MS McRAE (continuing):
the people of the ACT that there will be no more town centres of the quality of planning of Belconnen. This brand-new effort is going to try to incorporate a far better process that perhaps will not end up with a car park overlooking a lake, which is not exactly the outcome of good planning. Probably any number of planners can tell me that it really was not the work of a planner but a mistake along the way, but I think it is best forgotten and never done again.
What we are doing tonight may well produce another mistake of that kind, but it may not. It is foolish to say that just one position makes a difference to the quality of planning in the ACT. What makes the difference is agreed outcomes, political will and the will of the community, understood and followed. That requires proper administrative structures, a Minister willing and able to listen, an opposition that keeps the government on their toes and a community that trusts the processes that are happening. In March 1996 the Minister said:
... the Planning and Land Management Division ... will be established within the Department of Urban Services, replacing the existing structures of the Land Division and administrative and policy functions of the ACT Planning Authority, bringing together responsibility for managing Canberra's leasehold management and land use planning. This will do much to facilitate the integration of land planning and management and produce the improvements we are all seeking.

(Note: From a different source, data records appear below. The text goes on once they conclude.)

//! Batch Queue persistence layer.
//!
//! This crate provides:
//! - Batch file store helpers (timestamp-named files, metadata sidecars)
//! - The batch file orchestrator (rotate vs. append, recency windows,
//!   age- and quota-based eviction)
//! - Consent-driven migration of whole batch directories
//! - The `BatchStorage` facade with its single-use batch lease protocol

pub mod config;
pub mod error;
pub mod file;
pub mod migration;
pub mod orchestrator;
pub mod storage;

pub use config::FilePersistenceConfig;
pub use error::StorageError;
pub use migration::{resolve_migration, ConsentDirLayout, MigrationStrategy};
pub use orchestrator::BatchFileOrchestrator;
pub use storage::{BatchStorage, FlushableBatch, ReadBatch};

/// Metadata sidecar directory name inside each consent root.
pub const META_DIR_NAME: &str = "meta";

Mr Humphries went on to say:
The new division's functions will fall into five key areas of responsibility - policy, land supply, area coordination, customer services and regulation. The policy group will be charged with the responsibility for producing and reviewing the Land Act and the Territory Plan, including all of the items identified by the board of inquiry under its proposed land use suitability plan.

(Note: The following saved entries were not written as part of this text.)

//! Synchronous drain-everything path.
//!
//! Used at shutdown or on an explicit flush request, when no further writes
//! are expected: every uploadable batch is sent regardless of recency and
//! deleted regardless of outcome. Best effort by design; retry is no longer
//! possible at this point, so keeping failed batches would only leak disk.

use std::sync::{Arc, Mutex, PoisonError};

use bq_storage::BatchStorage;
use tracing::{info, warn};

use crate::transport::{Transport, UploadOutcome};

/// Drains all pending uploadable batches through a transport.
pub struct Flusher {
    storage: Arc<Mutex<BatchStorage>>,
}

impl Flusher {
    pub fn new(storage: Arc<Mutex<BatchStorage>>) -> Self {
        Flusher { storage }
    }

    /// Upload and delete every uploadable batch, oldest first. Returns the
    /// number of batches drained.
    pub fn flush(&self, transport: &dyn Transport) -> usize {
        let batches = self
            .storage
            .lock()
            .unwrap_or_else(PoisonError::into_inner)
            .flushable_batches();

        let count = batches.len();
        for batch in batches {
            let outcome = transport.upload(&batch.data, batch.metadata.as_deref());
            if outcome != UploadOutcome::Success {
                warn!(
                    "flush upload of {} failed ({:?}), deleting anyway",
                    batch.path.display(),
                    outcome
                );
            }
            self.storage
                .lock()
                .unwrap_or_else(PoisonError::into_inner)
                .delete_batch(&batch.path);
        }
        if count > 0 {
            info!("flushed {} batches", count);
        }
        count
    }
}

#[cfg(test)]
mod tests {
    use super::*;
    use bq_common::{ConsentState, ManualClock};
    use bq_storage::FilePersistenceConfig;
    use std::sync::atomic::{AtomicUsize, Ordering};
    use tempfile::tempdir;

    struct CountingTransport {
        outcome: UploadOutcome,
        uploads: AtomicUsize,
    }

    impl Transport for CountingTransport {
        fn upload(&self, _batch: &[u8], _metadata: Option<&[u8]>) -> UploadOutcome {
            self.uploads.fetch_add(1, Ordering::SeqCst);
            self.outcome
        }
    }

    fn storage_with_batches(
        root: &std::path::Path,
        clock: &ManualClock,
        batches: usize,
    ) -> Arc<Mutex<BatchStorage>> {
        let mut storage = BatchStorage::new(
            root.to_path_buf(),
            FilePersistenceConfig::default().with_recent_delay_ms(1_000),
            Arc::new(clock.clone()),
            ConsentState::Granted,
        );
        for i in 0..batches {
            storage.write_batch(format!("batch-{i}").as_bytes(), None);
            clock.advance_ms(1_000); // force one file per write
        }
        Arc::new(Mutex::new(storage))
    }

    #[test]
    fn test_flush_drains_everything_including_recent() {
        let dir = tempdir().unwrap();
        let clock = ManualClock::new(1_000_000);
        let storage = storage_with_batches(dir.path(), &clock, 3);
        let transport = CountingTransport {
            outcome: UploadOutcome::Success,
            uploads: AtomicUsize::new(0),
        };

        let flusher = Flusher::new(Arc::clone(&storage));
        assert_eq!(flusher.flush(&transport), 3);
        assert_eq!(transport.uploads.load(Ordering::SeqCst), 3);
        assert!(storage.lock().unwrap().flushable_batches().is_empty());
    }

    #[test]
    fn test_flush_deletes_even_on_failure() {
        let dir = tempdir().unwrap();
        let clock = ManualClock::new(1_000_000);
        let storage = storage_with_batches(dir.path(), &clock, 2);
        let transport = CountingTransport {
            outcome: UploadOutcome::RetryableError,
            uploads: AtomicUsize::new(0),
        };

        let flusher = Flusher::new(Arc::clone(&storage));
        assert_eq!(flusher.flush(&transport), 2);
        assert!(storage.lock().unwrap().flushable_batches().is_empty());
    }

    #[test]
    fn test_flush_on_empty_store_is_noop() {
        let dir = tempdir().unwrap();
        let clock = ManualClock::new(1_000_000);
        let storage = storage_with_batches(dir.path(), &clock, 0);
        let transport = CountingTransport {
            outcome: UploadOutcome::Success,
            uploads: AtomicUsize::new(0),
        };

        let flusher = Flusher::new(storage);
        assert_eq!(flusher.flush(&transport), 0);
        assert_eq!(transport.uploads.load(Ordering::SeqCst), 0);
    }
}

Everybody has had that paper and had the opportunity to read it. It has been in the public domain since March, so it is no surprise to anybody that tonight we are looking to abolish this position. Not only have we seen this come into play, but we know full well that we have heading that division an eminently well-qualified person who is a planner and has an excellent national and international reputation.

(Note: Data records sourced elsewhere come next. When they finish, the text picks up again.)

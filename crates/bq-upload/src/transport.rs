//! Upload transport interface.

/// Result of handing one batch to the transport.
#[derive(Debug, Clone, Copy, PartialEq, Eq)]
pub enum UploadOutcome {
    /// The collector accepted the batch; it is deleted.
    Success,
    /// Transient failure (connectivity, 5xx, timeout); the batch is kept
    /// and retried on a later run.
    RetryableError,
    /// Terminal failure (malformed payload, 4xx). The batch is deleted
    /// anyway: retrying a batch the collector will never accept would
    /// poison the queue forever.
    NonRetryableError,
}

impl UploadOutcome {
    /// Whether the confirmed batch should be deleted.
    pub fn should_delete_batch(&self) -> bool {
        match self {
            UploadOutcome::Success | UploadOutcome::NonRetryableError => true,
            UploadOutcome::RetryableError => false,
        }
    }
}

/// External transport the host SDK implements.
///
/// `upload` is called synchronously from the upload task with one batch at a
/// time: the raw batch bytes (items in write order) and the opaque metadata
/// sidecar captured at write time. Implementations own their network
/// timeout; a call that would otherwise hang must return
/// [`UploadOutcome::RetryableError`] once the bound is exceeded, so a stuck
/// upload never stalls the recurring schedule.
pub trait Transport: Send + Sync {
    fn upload(&self, batch: &[u8], metadata: Option<&[u8]>) -> UploadOutcome;
}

What is more, totally within the spirit of the Stein inquiry and recommendations, at least two more people have joined PALM. One is a very well-known planner and one has excellent qualifications in architecture, although I do not know about his other qualifications. By this Government's action, not only are we keeping a well-qualified planner in charge of all these activities but we have increased the number of qualified people, as recommended by Stein. It was a somewhat elitist recommendation, might I add, but still one that the Government has taken on board.